Fig.9 The concentrations of TNF-α, IL-6, IL-1α and IL-1β in the rat alveolar macrophage supernatant of each group (n=6)

与Control组相比，**P<0.01；与LPS组相比，##P<0.01；与LPS+miR-24 mimic组相比，&&P<0.01。

ALI可引起肺泡水肿、肺组织炎性细胞浸润及组织细胞大量凋亡，抑制炎性细胞浸润及抵抗细胞凋亡可减轻ALI引起的组织损伤[12]。研究发现，miR-24具有抗炎作用，如在糖尿病患者血管病变中，miR-24可通过阻碍血管平滑肌细胞NF-κB信号通路的激活及抑制炎症因子产生，减轻血管组织炎性浸润现象[5]；同时，miR-24具有抗凋亡作用，如在急性肝衰竭中，提高miR-24表达水平可降低肝细胞凋亡[9]；在胃癌细胞中，miR-24可通过抑制促凋亡蛋白表达促进癌细胞增殖并阻碍细胞凋亡的发生[13]。本研究利用miR-24 mimic上调miR-24后发现，miR-24可减少ALI模型幼龄大鼠肺泡内的炎性细胞，降低肺干湿重比值及肺组织凋亡细胞百分比。同时，miR-24 mimic还可降低ALI幼龄大鼠血清及经LPS处理大鼠肺泡巨噬细胞上清中炎症因子TNF-α、IL-6、IL-1α和IL-1β的浓度。TNF-α、IL-6、IL-1α和IL-1β均为炎症因子，可诱导肺泡巨噬细胞及呼吸道上皮细胞产生炎性趋化因子，刺激白细胞及薄壁细胞分泌黏附分子，促进肺组织炎症反应的发生及发展[14]。
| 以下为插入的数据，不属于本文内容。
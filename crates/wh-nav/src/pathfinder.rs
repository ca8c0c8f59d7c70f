//! Breadth-first search over a belief map's ground floor.
//!
//! # Determinism
//!
//! Neighbours are expanded in [`Heading::ALL`] order (north, east, south,
//! west).  With a FIFO frontier this makes the returned path, and the object
//! chosen by [`Goal::NearestObject`], a pure function of the map and start
//! cell: nearest by hop count, ties broken by expansion order.

use std::collections::VecDeque;
use std::fmt;

use tracing::trace;

use wh_core::{Coord, Heading};
use wh_grid::{BeliefMap, Occupant};

use crate::{NavError, NavResult};

// ── Goal / Route ──────────────────────────────────────────────────────────────

/// What the search is looking for.
#[derive(Copy, Clone, PartialEq, Eq, Debug)]
pub enum Goal {
    /// The closest cell holding any object.
    NearestObject,
    /// A specific cell, which may itself be occupied (e.g. a storage).
    Cell(Coord),
}

impl fmt::Display for Goal {
    fn fmt(&self, f: &mut fmt::Formatter<'_>) -> fmt::Result {
        match self {
            Goal::NearestObject => f.write_str("nearest object"),
            Goal::Cell(c)       => write!(f, "{c}"),
        }
    }
}

/// A ground-floor path from the start cell (inclusive) to the goal cell
/// (inclusive).
#[derive(Clone, PartialEq, Eq, Debug)]
pub struct Route {
    pub cells:  Vec<Coord>,
    /// What the belief map holds at the goal cell.
    pub target: Occupant,
}

impl Route {
    /// Number of single-cell steps.
    #[inline]
    pub fn hops(&self) -> usize {
        self.cells.len().saturating_sub(1)
    }

    #[inline]
    pub fn goal(&self) -> Option<Coord> {
        self.cells.last().copied()
    }
}

// ── Pathfinder trait ──────────────────────────────────────────────────────────

/// Pluggable path search.  Implementations must be `Send + Sync` so the
/// orchestrator can share one instance with any parallel work.
pub trait Pathfinder: Send + Sync {
    fn find_path(&self, map: &BeliefMap, from: Coord, goal: Goal) -> NavResult<Route>;
}

/// Unweighted breadth-first search.  Traverses free cells only, except that
/// the goal cell itself is entered whatever it holds.
pub struct BfsPathfinder;

impl Pathfinder for BfsPathfinder {
    fn find_path(&self, map: &BeliefMap, from: Coord, goal: Goal) -> NavResult<Route> {
        bfs(map, from, goal)
    }
}

// ── BFS internals ─────────────────────────────────────────────────────────────

fn is_goal(goal: Goal, at: Coord, occupant: Occupant) -> bool {
    match goal {
        Goal::NearestObject => matches!(occupant, Occupant::Object(_)),
        Goal::Cell(target)  => at == target.at_level(0),
    }
}

fn bfs(map: &BeliefMap, from: Coord, goal: Goal) -> NavResult<Route> {
    let dims = map.dims();
    let start = from.at_level(0);
    if !dims.contains(start) {
        return Err(NavError::OutsideMap(start));
    }
    if let Goal::Cell(target) = goal {
        if target.at_level(0) == start {
            return Ok(Route { cells: vec![start], target: map.get(start) });
        }
    }

    let slot = |c: Coord| c.x as usize * dims.depth as usize + c.y as usize;
    // parent[slot(v)] = cell that discovered v.
    let mut parent: Vec<Option<Coord>> = vec![None; dims.floor_area()];
    let mut visited = vec![false; dims.floor_area()];
    let mut frontier = VecDeque::new();

    visited[slot(start)] = true;
    frontier.push_back(start);

    while let Some(cell) = frontier.pop_front() {
        let occupant = map.get(cell);
        if cell != start && is_goal(goal, cell, occupant) {
            let cells = reconstruct(&parent, slot, start, cell);
            trace!(%start, %goal, hops = cells.len() - 1, "path found");
            return Ok(Route { cells, target: occupant });
        }

        for heading in Heading::ALL {
            let next = cell.step(heading);
            if !dims.contains(next) || visited[slot(next)] {
                continue;
            }
            let seen = map.get(next);
            if seen.is_free() || is_goal(goal, next, seen) {
                visited[slot(next)] = true;
                parent[slot(next)] = Some(cell);
                frontier.push_back(next);
            }
        }
    }

    Err(NavError::PathNotFound { from: start, goal })
}

fn reconstruct(
    parent: &[Option<Coord>],
    slot:   impl Fn(Coord) -> usize,
    start:  Coord,
    end:    Coord,
) -> Vec<Coord> {
    let mut cells = vec![end];
    let mut cur = end;
    while cur != start {
        match parent[slot(cur)] {
            Some(prev) => {
                cells.push(prev);
                cur = prev;
            }
            None => break,
        }
    }
    cells.reverse();
    cells
}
同时，TNF-α和IL-1β可刺激其他细胞炎症因子的产生，并诱导NF-κB信号通路过度激活，进一步推进炎症反应的发展进程[15]。实验结果说明，miR-24可减轻ALI导致的肺泡水肿、炎性细胞浸润及肺组织细胞凋亡。

NF-κB信号通路与炎症反应密切相关。研究发现，在ALI中，NF-κB信号通路被高度激活，并促进肺部组织炎症反应的发生[16]。有报道表明，miR-24有阻碍NF-κB核位移及其与DNA结合的作用[5]。在NF-κB信号通路激活过程中，需要由细胞外信号刺激IκBα激酶IKK活化为p-IKK，p-IKK磷酸化IκBα，使NF-κB p65从无活性的复合体中分离出来，位移至细胞核，从而诱导下游靶基因的转录[17-18]。本文研究发现，miR-24可减少ALI幼龄大鼠肺组织中p-IKK、p-IκBα及NF-κB p65的表达，说明miR-24可抑制ALI中NF-κB信号通路的激活，提示miR-24可能通过此途径抑制ALI幼龄大鼠肺组织炎症反应。

IL-1α是IL-1存在形式之一，在组织炎症反应及宿主早期固有免疫反应中发挥重要作用[19]。IL-1α具有双重作用，除了通过与细胞表面受体结合发挥功能外，因其本身N段具有核定位位点，IL-1α还能直接调节基因的表达[20]。研究表明，IL-1α可促进IL-1R1依赖性促炎性因子的转录[21]。在肺组织中，IL-1α可在机体受到细菌病毒感染、吸入性损伤及氧化应激的条件下被应激及坏死细胞释放，从而诱导炎症反应及细胞凋亡的发生[22-25]。本研究利用生物信息预测发现，miR-24-3p与IL-1α之间存在连续结合片段，通过荧光素酶报告实验证明，miR-24-3p可靶向下调IL-1α。此外，研究结果表明，miR-24 mimic可降低经LPS处理大鼠肺泡巨噬细胞上清中炎症因子TNF-α、IL-6、IL-1α和IL-1β的浓度，而pc-IL-1α可升高这些炎症因子，并减弱miR-24 mimic对炎症因子的抑制作用，这提示miR-24可通过靶向下调IL-1α抑制ALI引起的炎症反应。

综上所述，miR-24在ALI幼龄大鼠肺组织及LPS处理大鼠肺泡巨噬细胞中的mRNA水平降低，miR-24 mimic可上调miR-24，并减轻ALI导致的肺泡水肿、炎性细胞浸润、炎症因子高度表达及肺组织细胞凋亡。miR-24可抑制ALI中NF-κB信号通路的过度激活，同时靶向下调IL-1α。研究结果提示，miR-24可通过这两种机制抑制ALI引起的炎症反应，为ALI治疗提供新的思路。